EMC RecoverPoint causes VMs to disconnect or become unresponsive

Products

VMware vSphere ESXi

Issue/Introduction

Symptoms:

VMs that are being protected by RecoverPoint are randomly disconnecting or freezing.
Production VMs may hang/freeze or become unresponsive after splitter encounters IO errors from VSCSI layer
This may result in data unavailability until ESX is rebooted.

1. IO error while submitting the IO to the lower layer. Due to the fix for PSOD after IO Submission failure even valid attempts at clean up of failed IO will be marked as an incorrect callback and are not handled further. ESXi host VMkernel logs will show outputs similar to:

YYYY-MM-DDTHH:MM:SS - #2 - 2103327/2103284 - KS: krnl:[22:41:20.917] 0/0 #0 - IoEsx_ToStorage_s_forwardToLower: VSCSIFilter_IssueCommandToBackend Failed (io: 0x433682f8b850), with status Busy krnl:[22:41:20.917] 0/0 #2 - (skipped 0 prints) - IoEsx_ToStorage_v_handleSendToStorageFailed_i: Called with status (Busy)
krnl:[22:41:20.917] 0/0 #0 - IoEsx_ToStorage_s_sendToStorageDone: Incorrect callback for a failed IO Submit for io 0x433682f8b850, skipping CommandIoBase_v_storageEndIo

2. Even though the underlying storage issue is not caused by the splitter, because these IOs are not handled properly, a continuous loop of VSCSI resets occur and the VM remains hung even after the storage issue is resolved.

ESXi host VMkernel logs will also show outputs similar to:

YYYY-MM-DDTHH:MM:SS cpu2:2097832)VSCSI: 2903: handle 20963(vscsi0:10):Reset [Retries: 18/0] from (vmm0:ProdVM01)
YYYY-MM-DDTHH:MM:SS cpu3:2097832)VSCSI: 2903: handle 20963(vscsi0:10):Reset [Retries: 19/0] from (vmm0:ProdVM01)
YYYY-MM-DDTHH:MM:SS cpu6:2097832)VSCSI: 2903: handle 20963(vscsi0:10):Reset [Retries: 20/0] from (vmm0:ProdVM01)
YYYY-MM-DDTHH:MM:SS cpu5:2097832)VSCSI: 2903: handle 20963(vscsi0:10):Reset [Retries: 21/0] from (vmm0:ProdVM01)
YYYY-MM-DDTHH:MM:SS cpu0:2097832)VSCSI: 2903: handle 20963(vscsi0:10):Reset [Retries: 28/0] from (vmm0:ProdVM01)
YYYY-MM-DDTHH:MM:SS cpu3:2097832)VSCSI: 2903: handle 20963(vscsi0:10):Reset [Retries: 29/0] from (vmm0:ProdVM01)
YYYY-MM-DDTHH:MM:SS cpu20:2097832)VSCSI: 2903: handle 20963(vscsi0:10):Reset [Retries: 30/0] from (vmm0:ProdVM01)
YYYY-MM-DDTHH:MM:SS cpu5:2097832)VSCSI: 2903: handle 20963(vscsi0:10):Reset [Retries: 31/0] from (vmm0:ProdVM01)

Cause

This is a known issue that has been identified by RecoverPoint.

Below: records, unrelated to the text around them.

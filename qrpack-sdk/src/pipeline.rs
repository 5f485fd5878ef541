// ABOUTME: End-to-end encode and decode flows over the payload format
// ABOUTME: Encode: images -> data URIs -> payload -> Base64 -> optional QR; decode reverses it

use serde::{Deserialize, Serialize};
use std::path::{Path, PathBuf};

use crate::constants::files::{DECODED_IMAGE_PREFIX, OUTPUT_BASE64_FILE};
use crate::{data_uri, files, PackError, Payload, QrOptions, QrPublisher, Result};

/// Inputs for one pipeline run.
#[derive(Debug, Clone, PartialEq, Eq, Default, Serialize, Deserialize)]
pub struct PipelineConfig {
    pub text: String,
    pub image_paths: Vec<PathBuf>,
    pub output_dir: PathBuf,
}

#[derive(Debug, Clone, PartialEq, Eq)]
pub struct EncodedOutput {
    pub encoded: String,
    pub path: PathBuf,
}

/// What the decode flow recovered: the text and the image files it wrote, in
/// payload order.
#[derive(Debug, Clone, PartialEq, Eq, Serialize)]
pub struct DecodedPayload {
    pub text: String,
    pub files: Vec<PathBuf>,
}

/// Build the encoded payload for `text` and the images at `image_paths`.
pub fn encode_payload<P: AsRef<Path>>(text: &str, image_paths: &[P]) -> Result<String> {
    let images = image_paths
        .iter()
        .map(|p| data_uri::from_image_file(p.as_ref()))
        .collect::<Result<Vec<_>>>()?;

    let payload = Payload::assemble(text, images);
    payload.to_encoded()
}

/// Encode `config` and write the payload to `output_base64.txt` in its output
/// directory.
pub fn encode(config: &PipelineConfig) -> Result<EncodedOutput> {
    let encoded = encode_payload(&config.text, config.image_paths.as_slice())?;

    ensure_dir(&config.output_dir)?;
    let path = config.output_dir.join(OUTPUT_BASE64_FILE);
    files::write_file(&path, &encoded)?;
    log::info!("Wrote {} chars of payload to {}", encoded.len(), path.display());

    Ok(EncodedOutput { encoded, path })
}

/// Render `encoded` through `publisher` and write the image to `output`.
///
/// The parent directory of `output` is created before the service is called.
/// The image itself is only written once the call succeeds.
pub async fn publish_qr<P>(
    publisher: &P,
    encoded: &str,
    options: &QrOptions,
    output: &Path,
) -> Result<PathBuf>
where
    P: QrPublisher + ?Sized,
{
    if let Some(parent) = output.parent() {
        ensure_dir(parent)?;
    }

    let image = publisher.publish(encoded, options).await?;
    files::write_file(output, &image)?;
    log::info!("Wrote QR code ({} bytes) to {}", image.len(), output.display());
    Ok(output.to_path_buf())
}

/// Decode a scanned payload, writing each image as
/// `decoded_image_{n}.{subtype}` under `output_dir` (n starts at 1).
///
/// Stops at the first bad image; files already written stay on disk.
pub fn decode(encoded: &str, output_dir: &Path) -> Result<DecodedPayload> {
    let payload = Payload::from_encoded(encoded)?;
    let (text, images) = payload.disassemble();

    if !images.is_empty() {
        ensure_dir(output_dir)?;
    }

    let mut written = Vec::with_capacity(images.len());
    for (index, uri) in images.iter().enumerate() {
        let (mime_type, bytes) = data_uri::parse(uri)?;
        let basename = output_dir.join(format!("{}{}", DECODED_IMAGE_PREFIX, index + 1));
        let path = files::write_image(&bytes, &basename, &mime_type)?;
        log::info!("Saved image: {}", path.display());
        written.push(path);
    }

    Ok(DecodedPayload {
        text,
        files: written,
    })
}

fn ensure_dir(dir: &Path) -> Result<()> {
    if dir.as_os_str().is_empty() {
        return Ok(());
    }
    std::fs::create_dir_all(dir).map_err(|e| PackError::io(dir, e))
}

#[cfg(test)]
mod tests {
    use super::*;
    use crate::test_helpers::{JPEG_BYTES, PNG_BYTES};
    use crate::{codec, QrFormat};
    use async_trait::async_trait;
    use std::sync::atomic::{AtomicUsize, Ordering};
    use tempfile::TempDir;

    struct FakePublisher {
        fail: bool,
        calls: AtomicUsize,
    }

    impl FakePublisher {
        fn new(fail: bool) -> Self {
            Self {
                fail,
                calls: AtomicUsize::new(0),
            }
        }
    }

    #[async_trait]
    impl QrPublisher for FakePublisher {
        async fn publish(&self, encoded: &str, options: &QrOptions) -> Result<Vec<u8>> {
            self.calls.fetch_add(1, Ordering::SeqCst);
            if self.fail {
                return Err(PackError::Network("connection reset".to_string()));
            }
            Ok(format!("{}:{}", options.format, encoded.len()).into_bytes())
        }
    }

    fn write_fixture(dir: &Path, name: &str, bytes: &[u8]) -> PathBuf {
        let path = dir.join(name);
        std::fs::write(&path, bytes).unwrap();
        path
    }

    #[test]
    fn test_round_trip_preserves_text_bytes_and_order() {
        let src = TempDir::new().unwrap();
        let out = TempDir::new().unwrap();
        let a = write_fixture(src.path(), "A.png", PNG_BYTES);
        let b = write_fixture(src.path(), "B.jpg", JPEG_BYTES);

        let text = "Hello! This QR code contains both text and images. 🎉";
        let encoded = encode_payload(text, &[&a, &b]).unwrap();
        let decoded = decode(&encoded, out.path()).unwrap();

        assert_eq!(decoded.text, text);
        assert_eq!(
            decoded.files,
            vec![
                out.path().join("decoded_image_1.png"),
                out.path().join("decoded_image_2.jpeg"),
            ]
        );
        assert_eq!(std::fs::read(&decoded.files[0]).unwrap(), PNG_BYTES);
        assert_eq!(std::fs::read(&decoded.files[1]).unwrap(), JPEG_BYTES);
    }

    #[test]
    fn test_jpg_input_decodes_to_jpeg_extension() {
        let src = TempDir::new().unwrap();
        let out = TempDir::new().unwrap();
        let photo = write_fixture(src.path(), "photo.jpg", JPEG_BYTES);

        let encoded = encode_payload("", &[&photo]).unwrap();
        let payload = Payload::from_encoded(&encoded).unwrap();
        assert!(payload.images()[0].starts_with("data:image/jpeg;base64,"));

        let decoded = decode(&encoded, out.path()).unwrap();
        assert_eq!(decoded.files, vec![out.path().join("decoded_image_1.jpeg")]);
        assert!(!out.path().join("decoded_image_1.jpg").exists());
    }

    #[test]
    fn test_text_only_payload() {
        let out = TempDir::new().unwrap();
        let encoded = encode_payload::<PathBuf>("just text", &[]).unwrap();
        let decoded = decode(&encoded, &out.path().join("never-created")).unwrap();

        assert_eq!(decoded.text, "just text");
        assert!(decoded.files.is_empty());
        assert!(!out.path().join("never-created").exists());
    }

    #[test]
    fn test_encode_fails_fast_on_missing_image() {
        let src = TempDir::new().unwrap();
        let a = write_fixture(src.path(), "A.png", PNG_BYTES);
        let missing = src.path().join("missing.png");

        let result = encode_payload("x", &[a, missing]);
        assert!(matches!(result, Err(PackError::FileNotFound { .. })));
    }

    #[test]
    fn test_encode_writes_output_file() {
        let src = TempDir::new().unwrap();
        let out = TempDir::new().unwrap();
        let a = write_fixture(src.path(), "A.png", PNG_BYTES);

        let config = PipelineConfig {
            text: "hello".to_string(),
            image_paths: vec![a],
            output_dir: out.path().join("nested"),
        };
        let output = encode(&config).unwrap();

        assert_eq!(output.path, out.path().join("nested").join("output_base64.txt"));
        assert_eq!(std::fs::read_to_string(&output.path).unwrap(), output.encoded);
        assert!(codec::decode(&output.encoded).is_ok());
    }

    #[test]
    fn test_decode_stops_at_first_bad_image() {
        let out = TempDir::new().unwrap();
        let payload = Payload::assemble(
            "t",
            vec![
                "data:image/png;base64,aGk=".to_string(),
                "not a data uri".to_string(),
                "data:image/gif;base64,aGk=".to_string(),
            ],
        );
        let result = decode(&payload.to_encoded().unwrap(), out.path());

        match result {
            Err(PackError::Format(msg)) => assert_eq!(msg, "Invalid Data URI format"),
            other => panic!("expected format error, got {:?}", other),
        }
        assert!(out.path().join("decoded_image_1.png").exists());
        assert!(!out.path().join("decoded_image_3.gif").exists());
    }

    #[test]
    fn test_decode_rejects_garbage() {
        let out = TempDir::new().unwrap();
        assert!(matches!(
            decode("%%%", out.path()),
            Err(PackError::Decode(_))
        ));
    }

    #[tokio::test]
    async fn test_publish_qr_writes_image() {
        let out = TempDir::new().unwrap();
        let target = out.path().join("qr_code.png");
        let publisher = FakePublisher::new(false);
        let options = QrOptions {
            format: QrFormat::Svg,
            ..Default::default()
        };

        let path = publish_qr(&publisher, "aGk=", &options, &target)
            .await
            .unwrap();

        assert_eq!(path, target);
        assert_eq!(std::fs::read(&target).unwrap(), b"svg:4");
        assert_eq!(publisher.calls.load(Ordering::SeqCst), 1);
    }

    #[tokio::test]
    async fn test_publish_qr_creates_missing_parent_dir() {
        let out = TempDir::new().unwrap();
        let target = out.path().join("fresh").join("nested").join("qr_code.png");
        let publisher = FakePublisher::new(false);

        let path = publish_qr(&publisher, "aGk=", &QrOptions::default(), &target)
            .await
            .unwrap();

        assert_eq!(path, target);
        assert_eq!(std::fs::read(&target).unwrap(), b"png:4");
    }

    #[tokio::test]
    async fn test_publish_qr_unusable_dir_skips_request() {
        let out = TempDir::new().unwrap();
        let blocker = out.path().join("not-a-dir");
        std::fs::write(&blocker, b"file").unwrap();
        let target = blocker.join("qr_code.png");
        let publisher = FakePublisher::new(false);

        let result = publish_qr(&publisher, "aGk=", &QrOptions::default(), &target).await;

        assert!(matches!(result, Err(PackError::Io { .. })));
        assert_eq!(publisher.calls.load(Ordering::SeqCst), 0);
    }

    #[tokio::test]
    async fn test_publish_failure_leaves_no_qr_and_keeps_payload_file() {
        let src = TempDir::new().unwrap();
        let out = TempDir::new().unwrap();
        let a = write_fixture(src.path(), "A.png", PNG_BYTES);

        let config = PipelineConfig {
            text: "hello".to_string(),
            image_paths: vec![a],
            output_dir: out.path().to_path_buf(),
        };
        let output = encode(&config).unwrap();

        let publisher = FakePublisher::new(true);
        let target = out.path().join("qr_code.png");
        let result = publish_qr(&publisher, &output.encoded, &QrOptions::default(), &target).await;

        assert!(matches!(result, Err(PackError::Network(_))));
        assert_eq!(publisher.calls.load(Ordering::SeqCst), 1);
        assert!(!target.exists());
        assert_eq!(
            std::fs::read_to_string(&output.path).unwrap(),
            output.encoded
        );
    }
}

This is only applicable if the ESXi host has RP version 5.2.2.2 or 5.2.2.3 installed.

Resolution

There is no resolution at this time.

Dell EMC engineering is currently investigating this issue. A permanent fix is still in progress. Contact the Dell EMC Customer Support Center or your service representative for assistance and reference this solution ID.

Workaround:

Rebooting the ESXi host is currently the only way to release the VM.

vMotion all other VMs from the ESXi host
Reboot the ESXi host

NOTE: If the issue is not on entire cluster's Hosts, this needs to be analyzed and fixed from storage level

- Do not put the Host to MM to automatic vMotion all the VMs.

- Disable HA and DRS so the VMs do not suffer downtime if HA/DRS storage migrate the vMotion manually each VM from each affected Hosts

Additional Information

RecoverPoint for VMs 5.2.2.2 and 5.2.2.3: Protected VMs may freeze after a storage access issue and IO aborts

Impact/Risks:
A splitter code fix to correct a PSOD(Reference PSOD after IO Submission failure) may, in some scenarios, cause the splitter handling of failed IOs to be stuck in a loop, rendering the host VM unresponsive.